Der Antrag des Rechtsanwalts auf Erteilung einer Aufenthaltserlaubnis nach § 25a AufenthG wurde im November gestellt. Nach Ansicht des Rechtsanwalts bestand berechtigte Aussicht auf Anerkennung der notwendigen Bedingungen: der gelungenen Integration. Integration ist vor allem ein Prozess, der immer wieder neue Ergebnisse zeitigt, daher müssen die neuesten Beurteilungen ein großes Gewicht haben. Noch bevor der aktuelle Stand der Integration überprüft worden war, wurde die Abschiebung eingeleitet.

Der Rat der Samtgemeinde Land Hadeln kann dieses voreilige Vorgehen nicht nachvollziehen.

Sinti und Roma mussten um ihre Anerkennung als Verfolgte des Naziregimes kämpfen, obwohl ihre Verfolgung und massenhafte Ermordung als „rassisch minderwertiges Leben“ zwischen 1933 und 1945 nicht bezweifelt werden kann.

Und heute? Während des Kosovokrieges und vor allem im Anschluss daran kam es im Kosovo zu pogromartigen Ausschreitungen gegen Roma. Armut und Diskriminierung, Arbeitslosigkeit von 90 Prozent, Ausschluss von Bildungs- und sozialen Sicherungssystemen und ärztlicher Behandlung, sind traurige Gegenwart – von einem „Leben in Sicherheit und Würde“ kann für Roma keine Rede sein, und es gibt keinerlei Anzeichen, dass sich die Lage der Roma im Kosovo in naher Zukunft verbessern wird. Nach wie vor leben Roma im Kosovo am Rande der Gesellschaft.

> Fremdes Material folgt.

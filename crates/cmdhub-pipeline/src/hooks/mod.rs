//! Cross-cutting hooks consulted around every command invocation.

pub mod converter;
pub mod listener;
pub mod registry;

pub use converter::ExceptionConverter;
pub use listener::InvokeListener;
pub use registry::{HookRegistry, HookSnapshot};
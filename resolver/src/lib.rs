//! Repeat resolution on a multiplex de Bruijn graph.
//!
//! The input is a sparse de Bruijn graph plus the paths the reads trace
//! through it; the engine lifts the graph into a multiplex one, grows the
//! vertex words step by step while the read paths license unambiguous
//! continuations, and finally spells the surviving edges as contigs.
pub mod mdbg;
pub mod multigraph;
pub mod read_paths;
pub mod stats;
pub mod topology;
mod error;
#[macro_use]
extern crate log;
pub use error::ResolveError;
pub use mdbg::{Contig, KIncreaser, MultiplexDbg, StepReport};
pub use read_paths::ReadPaths;
pub use stats::Stats;

use std::path::PathBuf;

/// Parameters of one resolution run.
#[derive(Debug, Clone)]
pub struct ResolveConfig {
    /// Word length of the vertices at construction.
    pub start_k: usize,
    /// Soft ceiling: the transform stops here even if vertices remain active.
    pub saturating_k: usize,
    /// Validate the graph after every step instead of only at the end.
    pub debug: bool,
    /// Where the graph dumps and the contig FASTA go.
    pub out_dir: PathBuf,
}

impl ResolveConfig {
    pub fn new<P: Into<PathBuf>>(start_k: usize, saturating_k: usize, debug: bool, out_dir: P) -> Self {
        Self {
            start_k,
            saturating_k,
            debug,
            out_dir: out_dir.into(),
        }
    }
}

/// The outcome of a resolution run.
#[derive(Debug, Clone)]
pub struct Resolution {
    pub contigs: Vec<Contig>,
    pub final_k: usize,
    /// Whether every vertex ended up frozen.
    pub frozen: bool,
}

pub trait ResolveRepeats {
    fn resolve_repeats(&self, c: &ResolveConfig) -> Result<Resolution, ResolveError>;
}

impl ResolveRepeats for definitions::DataSet {
    fn resolve_repeats(&self, c: &ResolveConfig) -> Result<Resolution, ResolveError> {
        info!("Resolving repeats on {}", self.input_file);
        std::fs::create_dir_all(&c.out_dir)?;
        let mut paths = ReadPaths::new();
        for record in self.read_paths.iter() {
            paths.add_path(record.edges.clone());
        }
        let mut mdbg = MultiplexDbg::from_sparse_dbg(&self.graph, c.start_k, paths)?;
        mdbg.serialize_to_dot(c.out_dir.join("init_graph.dot"))?;
        let increaser = KIncreaser::new(c.start_k, c.saturating_k, c.debug);
        let final_k = match increaser.increase_until_saturation(&mut mdbg) {
            Ok(k) => k,
            Err(ResolveError::Cancelled { k }) => {
                warn!("Transform cancelled at k={}, writing partial results", k);
                k
            }
            Err(e) => return Err(e),
        };
        mdbg.serialize_to_dot(c.out_dir.join("resolved_graph.dot"))?;
        mdbg.serialize_to_gfa(c.out_dir.join("resolved_graph.gfa"))?;
        let contigs = mdbg.print_trim_edges(c.out_dir.join("compressed.fasta"))?;
        info!("Resolved into {} contigs at k={}", contigs.len(), final_k);
        Ok(Resolution {
            contigs,
            final_k,
            frozen: mdbg.is_frozen(),
        })
    }
}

Der Menschenrechtskommissar des Europarates, Thomas Hammarberg, sprach sich verschiedentlich gegen Abschiebungen aus, da noch lange kein Schutz von Minderheiten garantiert sei und eine freie Justiz im jungen Kosovo kaum aufgebaut werden konnte.

Etwa 20.000 der geflüchteten Roma leben heute in Deutschland, davon ca. 5000 in Niedersachsen – fast alle jedoch nur mit einer Duldung. Bis November 2008 hat die UN-Verwaltung in Kosovo (UNMIK) Abschiebungen von Roma und Serben ins Kosovo verhindert. Im Jahr 2009 hat sich die neue kosovarische Regierung unter politischem Druck aus Deutschland und anderen europäischen Staaten in einem „Rücknahme-Abkommen“ bereit erklärt, auch Roma-Flüchtlinge „zurückzunehmen“. Es steht zu befürchten, dass diese Zusage von deutscher Seite benutzt werden soll, um viele der geduldeten Roma abzuschieben.

Es ist unglaubwürdig, wenn wir zwar den faschistischen Völkermord an Sinti und Roma als Verbrechen brandmarken, – im Bundestag wird jedes Jahr im Dezember an dieses Verbrechen erinnert – den Roma jedoch gleichzeitig unseren vorbehaltlosen Schutz verweigern. Ein Leben in Sicherheit und Würde ist im Kosovo für Roma praktisch unmöglich – daher muss Roma-Flüchtlingen ein sicherer Aufenthalt in Deutschland möglich sein.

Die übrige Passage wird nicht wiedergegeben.